Exercise requirements: Return each line of the listing that has the word "PartialEq" in it.

Record set:
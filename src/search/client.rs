//! HTTP client for an Elasticsearch-compatible search backend

use crate::search::config::SearchConfig;
use crate::search::document::{IndexedContent, SearchDocument};
use crate::search::error::{SearchError, SearchResult};
use async_trait::async_trait;
use reqwest::{Client, Method, RequestBuilder, Response, StatusCode, Url};
use serde::Deserialize;
use serde_json::Value;
use std::collections::HashMap;
use std::time::Duration;

/// Cluster health as reported by `/_cluster/health`
#[derive(Debug, Clone, Copy, PartialEq, Eq, Deserialize)]
#[serde(rename_all = "lowercase")]
pub enum ClusterStatus {
    Green,
    Yellow,
    Red,
}

impl ClusterStatus {
    /// Green and yellow clusters serve reads and writes
    pub fn is_available(&self) -> bool {
        !matches!(self, ClusterStatus::Red)
    }
}

#[derive(Debug, Clone, Deserialize)]
pub struct ClusterHealth {
    pub status: ClusterStatus,
}

/// Result of a single-document delete
#[derive(Debug, Clone, Copy, PartialEq, Eq)]
pub enum DeleteOutcome {
    Deleted,
    NotFound,
}

/// A document the backend refused during a bulk request
#[derive(Debug, Clone, PartialEq)]
pub struct BulkItemFailure {
    pub id: String,
    pub reason: String,
}

/// Outcome of a bulk index request
#[derive(Debug, Clone, Default, PartialEq)]
pub struct BulkSummary {
    pub succeeded: usize,
    pub failures: Vec<BulkItemFailure>,
}

/// Raw `_search` response
#[derive(Debug, Clone, Default, Deserialize)]
pub struct RawSearchResponse {
    #[serde(default)]
    pub took: u64,

    #[serde(default)]
    pub hits: RawHits,

    #[serde(default)]
    pub suggest: HashMap<String, Vec<RawSuggestEntry>>,
}

#[derive(Debug, Clone, Default, Deserialize)]
pub struct RawHits {
    #[serde(default)]
    pub total: Option<RawTotal>,

    #[serde(default)]
    pub hits: Vec<RawHit>,
}

#[derive(Debug, Clone, Deserialize)]
pub struct RawTotal {
    pub value: u64,
}

#[derive(Debug, Clone, Deserialize)]
pub struct RawHit {
    #[serde(rename = "_id")]
    pub id: String,

    #[serde(rename = "_score", default)]
    pub score: Option<f32>,

    #[serde(rename = "_source", default)]
    pub source: Option<IndexedContent>,

    #[serde(default)]
    pub highlight: HashMap<String, Vec<String>>,
}

#[derive(Debug, Clone, Default, Deserialize)]
pub struct RawSuggestEntry {
    #[serde(default)]
    pub options: Vec<RawSuggestOption>,
}

#[derive(Debug, Clone, Deserialize)]
pub struct RawSuggestOption {
    /// The suggestion input that matched
    pub text: String,

    #[serde(rename = "_id")]
    pub id: String,

    #[serde(rename = "_score", default)]
    pub score: Option<f32>,

    #[serde(rename = "_source", default)]
    pub source: Option<IndexedContent>,
}

/// Operations the subsystem needs from a search backend.
///
/// Implementations must be `Send + Sync`; the service shares one instance
/// across request handlers and background tasks.
#[async_trait]
pub trait SearchBackend: Send + Sync {
    /// Cluster health, bounded by the health timeout
    async fn cluster_health(&self) -> SearchResult<ClusterHealth>;

    async fn index_exists(&self, index: &str) -> SearchResult<bool>;

    async fn create_index(&self, index: &str, body: &Value) -> SearchResult<()>;

    /// Delete an index; a missing index is not an error
    async fn delete_index(&self, index: &str) -> SearchResult<()>;

    async fn refresh_index(&self, index: &str) -> SearchResult<()>;

    /// Create or fully replace a document by ID
    async fn put_document(
        &self,
        index: &str,
        document: &SearchDocument,
        refresh: bool,
    ) -> SearchResult<()>;

    async fn delete_document(
        &self,
        index: &str,
        id: &str,
        refresh: bool,
    ) -> SearchResult<DeleteOutcome>;

    /// Index a batch of documents, reporting per-document failures
    async fn bulk_index(&self, index: &str, documents: &[SearchDocument])
        -> SearchResult<BulkSummary>;

    async fn search(&self, index: &str, body: &Value) -> SearchResult<RawSearchResponse>;
}

#[derive(Debug, Deserialize)]
struct BulkResponse {
    #[serde(default)]
    errors: bool,
    #[serde(default)]
    items: Vec<HashMap<String, BulkResponseItem>>,
}

#[derive(Debug, Deserialize)]
struct BulkResponseItem {
    #[serde(rename = "_id", default)]
    id: String,
    #[serde(default)]
    status: u16,
    #[serde(default)]
    error: Option<Value>,
}

/// Build an NDJSON `_bulk` body indexing every document by ID
pub fn bulk_body(documents: &[SearchDocument]) -> SearchResult<String> {
    let mut body = String::new();
    for document in documents {
        let action = serde_json::json!({ "index": { "_id": document.id } });
        body.push_str(&serde_json::to_string(&action)?);
        body.push('\n');
        body.push_str(&serde_json::to_string(document)?);
        body.push('\n');
    }
    Ok(body)
}

/// `reqwest`-backed client for Elasticsearch/OpenSearch
#[derive(Clone)]
pub struct ElasticsearchClient {
    client: Client,
    base_url: Url,
    username: Option<String>,
    password: Option<String>,
    health_timeout: Duration,
}

impl ElasticsearchClient {
    /// Create a new client from configuration
    pub fn new(config: &SearchConfig) -> SearchResult<Self> {
        let base_url = Url::parse(&config.endpoint).map_err(|e| {
            SearchError::InvalidConfiguration(format!("Invalid endpoint {}: {}", config.endpoint, e))
        })?;
        if base_url.cannot_be_a_base() {
            return Err(SearchError::InvalidConfiguration(format!(
                "Endpoint {} cannot be used as a base URL",
                config.endpoint
            )));
        }

        let client = Client::builder()
            .timeout(config.request_timeout())
            .connect_timeout(config.health_timeout())
            .user_agent(concat!("catalog-search/", env!("CARGO_PKG_VERSION")))
            .build()
            .map_err(|e| {
                SearchError::InvalidConfiguration(format!("Failed to create HTTP client: {}", e))
            })?;

        Ok(Self {
            client,
            base_url,
            username: config.username.clone(),
            password: config.password.clone(),
            health_timeout: config.health_timeout(),
        })
    }

    fn url(&self, segments: &[&str]) -> SearchResult<Url> {
        let mut url = self.base_url.clone();
        url.path_segments_mut()
            .map_err(|_| SearchError::InvalidConfiguration("Endpoint cannot be a base".to_string()))?
            .pop_if_empty()
            .extend(segments);
        Ok(url)
    }

    fn request(&self, method: Method, url: Url) -> RequestBuilder {
        let builder = self.client.request(method, url);
        match self.username {
            Some(ref username) => builder.basic_auth(username, self.password.as_ref()),
            None => builder,
        }
    }

    /// Turn a non-success response into an error
    async fn check(response: Response) -> SearchResult<Response> {
        let status = response.status();
        if status.is_success() {
            return Ok(response);
        }

        let body = response.text().await.unwrap_or_default();
        Err(match status {
            StatusCode::BAD_GATEWAY | StatusCode::SERVICE_UNAVAILABLE | StatusCode::GATEWAY_TIMEOUT => {
                SearchError::BackendUnavailable(format!("HTTP {}: {}", status.as_u16(), body))
            }
            _ => SearchError::Http {
                status: status.as_u16(),
                body,
            },
        })
    }
}

#[async_trait]
impl SearchBackend for ElasticsearchClient {
    async fn cluster_health(&self) -> SearchResult<ClusterHealth> {
        let url = self.url(&["_cluster", "health"])?;
        let response = self
            .request(Method::GET, url)
            .timeout(self.health_timeout)
            .send()
            .await?;

        Ok(Self::check(response).await?.json().await?)
    }

    async fn index_exists(&self, index: &str) -> SearchResult<bool> {
        let url = self.url(&[index])?;
        let response = self.request(Method::HEAD, url).send().await?;

        match response.status() {
            StatusCode::NOT_FOUND => Ok(false),
            _ => Self::check(response).await.map(|_| true),
        }
    }

    async fn create_index(&self, index: &str, body: &Value) -> SearchResult<()> {
        let url = self.url(&[index])?;
        let response = self.request(Method::PUT, url).json(body).send().await?;
        Self::check(response).await?;
        Ok(())
    }

    async fn delete_index(&self, index: &str) -> SearchResult<()> {
        let url = self.url(&[index])?;
        let response = self.request(Method::DELETE, url).send().await?;

        if response.status() == StatusCode::NOT_FOUND {
            return Ok(());
        }
        Self::check(response).await?;

        tracing::info!(index = %index, "Deleted search index");
        Ok(())
    }

    async fn refresh_index(&self, index: &str) -> SearchResult<()> {
        let url = self.url(&[index, "_refresh"])?;
        let response = self.request(Method::POST, url).send().await?;
        Self::check(response).await?;
        Ok(())
    }

    async fn put_document(
        &self,
        index: &str,
        document: &SearchDocument,
        refresh: bool,
    ) -> SearchResult<()> {
        let url = self.url(&[index, "_doc", &document.id])?;
        let response = self
            .request(Method::PUT, url)
            .query(&[("refresh", refresh)])
            .json(document)
            .send()
            .await?;
        Self::check(response).await?;
        Ok(())
    }

    async fn delete_document(
        &self,
        index: &str,
        id: &str,
        refresh: bool,
    ) -> SearchResult<DeleteOutcome> {
        let url = self.url(&[index, "_doc", id])?;
        let response = self
            .request(Method::DELETE, url)
            .query(&[("refresh", refresh)])
            .send()
            .await?;

        if response.status() == StatusCode::NOT_FOUND {
            return Ok(DeleteOutcome::NotFound);
        }
        Self::check(response).await?;
        Ok(DeleteOutcome::Deleted)
    }

    async fn bulk_index(
        &self,
        index: &str,
        documents: &[SearchDocument],
    ) -> SearchResult<BulkSummary> {
        if documents.is_empty() {
            return Ok(BulkSummary::default());
        }

        let url = self.url(&[index, "_bulk"])?;
        let response = self
            .request(Method::POST, url)
            .header(reqwest::header::CONTENT_TYPE, "application/x-ndjson")
            .body(bulk_body(documents)?)
            .send()
            .await?;
        let parsed: BulkResponse = Self::check(response).await?.json().await?;

        if parsed.errors {
            tracing::debug!(index = %index, "Bulk response reported item errors");
        }

        let mut summary = BulkSummary::default();
        // Each item is a single-key map: {"index": {...}}
        for item in parsed.items.into_iter().flat_map(HashMap::into_values) {
            match item.error {
                Some(error) => {
                    let reason = error
                        .get("reason")
                        .and_then(Value::as_str)
                        .map(str::to_string)
                        .unwrap_or_else(|| error.to_string());
                    summary.failures.push(BulkItemFailure {
                        id: item.id,
                        reason: format!("HTTP {}: {}", item.status, reason),
                    });
                }
                None => summary.succeeded += 1,
            }
        }
        Ok(summary)
    }

    async fn search(&self, index: &str, body: &Value) -> SearchResult<RawSearchResponse> {
        let url = self.url(&[index, "_search"])?;
        let response = self.request(Method::POST, url).json(body).send().await?;
        Ok(Self::check(response).await?.json().await?)
    }
}

#[cfg(test)]
mod tests {
    use super::*;
    use crate::models::{Content, ContentType};
    use crate::search::document::to_document;

    #[test]
    fn test_bulk_body_is_ndjson() {
        let docs = vec![
            to_document(&Content::new("m1", "One", ContentType::Movie)),
            to_document(&Content::new("m2", "Two", ContentType::Series)),
        ];

        let body = bulk_body(&docs).unwrap();
        let lines: Vec<&str> = body.lines().collect();
        assert_eq!(lines.len(), 4);
        assert!(body.ends_with('\n'));

        let action: Value = serde_json::from_str(lines[0]).unwrap();
        assert_eq!(action["index"]["_id"], "m1");
        let source: Value = serde_json::from_str(lines[3]).unwrap();
        assert_eq!(source["title"], "Two");
    }

    #[test]
    fn test_url_segments_are_escaped() {
        let config = SearchConfig {
            endpoint: "http://localhost:9200/".to_string(),
            ..Default::default()
        };
        let client = ElasticsearchClient::new(&config).unwrap();

        let url = client.url(&["catalog_contents", "_doc", "a/b c"]).unwrap();
        assert_eq!(url.as_str(), "http://localhost:9200/catalog_contents/_doc/a%2Fb%20c");
    }

    #[test]
    fn test_invalid_endpoint_rejected() {
        let config = SearchConfig {
            endpoint: "not a url".to_string(),
            ..Default::default()
        };
        assert!(matches!(
            ElasticsearchClient::new(&config),
            Err(SearchError::InvalidConfiguration(_))
        ));
    }

    #[test]
    fn test_cluster_status() {
        let health: ClusterHealth = serde_json::from_str(r#"{"status":"yellow","number_of_nodes":1}"#).unwrap();
        assert!(health.status.is_available());
        assert!(!ClusterStatus::Red.is_available());
    }
}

Output of the exercise:
#[derive(Debug, Clone, Copy, PartialEq, Eq, Deserialize)]
#[derive(Debug, Clone, Copy, PartialEq, Eq)]
#[derive(Debug, Clone, PartialEq)]
#[derive(Debug, Clone, Default, PartialEq)]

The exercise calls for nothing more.